[Stored items]
------------------------------------------------------------------------
pub mod config;
pub mod db;
pub mod errors;
pub mod handlers;
pub mod models;
pub mod routes;
pub mod services;
pub mod state;
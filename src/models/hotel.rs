use serde::{Deserialize, Serialize};

pub const DEFAULT_TOTAL_ROOMS: u32 = 100;

#[derive(Debug, Clone, Serialize, Deserialize, PartialEq)]
#[serde(rename_all = "camelCase")]
pub struct Hotel {
    pub id: String,
    pub name: String,
    #[serde(default)]
    pub brand: String,
    pub location: String,
    #[serde(default)]
    pub city: String,
    #[serde(default)]
    pub address: String,
    #[serde(default, alias = "star_rating", alias = "stars")]
    pub star_rating: u8,
    #[serde(default)]
    pub rating: f32,
    #[serde(alias = "price_per_night")]
    pub price_per_night: f64,
    #[serde(default, alias = "total_rooms", skip_serializing_if = "Option::is_none")]
    pub total_rooms: Option<u32>,
    #[serde(default)]
    pub amenities: Vec<String>,
    #[serde(default, alias = "image_url", alias = "image")]
    pub image_url: String,
    #[serde(default)]
    pub description: String,
    #[serde(default = "default_active", alias = "is_active")]
    pub is_active: bool,
}

fn default_active() -> bool {
    true
}

impl Hotel {
    pub fn total_rooms(&self) -> u32 {
        self.total_rooms.unwrap_or(DEFAULT_TOTAL_ROOMS)
    }

    /// Case-insensitive containment in either direction.
    pub fn matches_location(&self, query: &str) -> bool {
        let query = query.trim().to_lowercase();
        if query.is_empty() {
            return false;
        }
        let location = self.location.trim().to_lowercase();
        if location.is_empty() {
            return false;
        }
        location.contains(&query) || query.contains(&location)
    }
}

#[derive(Debug, Clone, Default, Deserialize)]
pub struct HotelQuery {
    pub location: Option<String>,
    pub brand: Option<String>,
    pub min_price: Option<f64>,
    pub max_price: Option<f64>,
}

#[derive(Debug, Clone, Default, Serialize)]
#[serde(rename_all = "camelCase")]
pub struct HotelStats {
    pub total_hotels: usize,
    pub average_rating: f64,
    pub average_price_per_night: f64,
}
------------------------------------------------------------------------
What you will do - The full set of entries should appear again, unchanged, line by line.

Reply to the task -
pub mod config;
pub mod db;
pub mod errors;
pub mod handlers;
pub mod models;
pub mod routes;
pub mod services;
pub mod state;
filename src/models/hotel.rs
use serde::{Deserialize, Serialize};

pub const DEFAULT_TOTAL_ROOMS: u32 = 100;

#[derive(Debug, Clone, Serialize, Deserialize, PartialEq)]
#[serde(rename_all = "camelCase")]
pub struct Hotel {
    pub id: String,
    pub name: String,
    #[serde(default)]
    pub brand: String,
    pub location: String,
    #[serde(default)]
    pub city: String,
    #[serde(default)]
    pub address: String,
    #[serde(default, alias = "star_rating", alias = "stars")]
    pub star_rating: u8,
    #[serde(default)]
    pub rating: f32,
    #[serde(alias = "price_per_night")]
    pub price_per_night: f64,
    #[serde(default, alias = "total_rooms", skip_serializing_if = "Option::is_none")]
    pub total_rooms: Option<u32>,
    #[serde(default)]
    pub amenities: Vec<String>,
    #[serde(default, alias = "image_url", alias = "image")]
    pub image_url: String,
    #[serde(default)]
    pub description: String,
    #[serde(default = "default_active", alias = "is_active")]
    pub is_active: bool,
}

fn default_active() -> bool {
    true
}

impl Hotel {
    pub fn total_rooms(&self) -> u32 {
        self.total_rooms.unwrap_or(DEFAULT_TOTAL_ROOMS)
    }

    /// Case-insensitive containment in either direction.
    pub fn matches_location(&self, query: &str) -> bool {
        let query = query.trim().to_lowercase();
        if query.is_empty() {
            return false;
        }
        let location = self.location.trim().to_lowercase();
        if location.is_empty() {
            return false;
        }
        location.contains(&query) || query.contains(&location)
    }
}

#[derive(Debug, Clone, Default, Deserialize)]
pub struct HotelQuery {
    pub location: Option<String>,
    pub brand: Option<String>,
    pub min_price: Option<f64>,
    pub max_price: Option<f64>,
}

#[derive(Debug, Clone, Default, Serialize)]
#[serde(rename_all = "camelCase")]
pub struct HotelStats {
    pub total_hotels: usize,
    pub average_rating: f64,
    pub average_price_per_night: f64,
}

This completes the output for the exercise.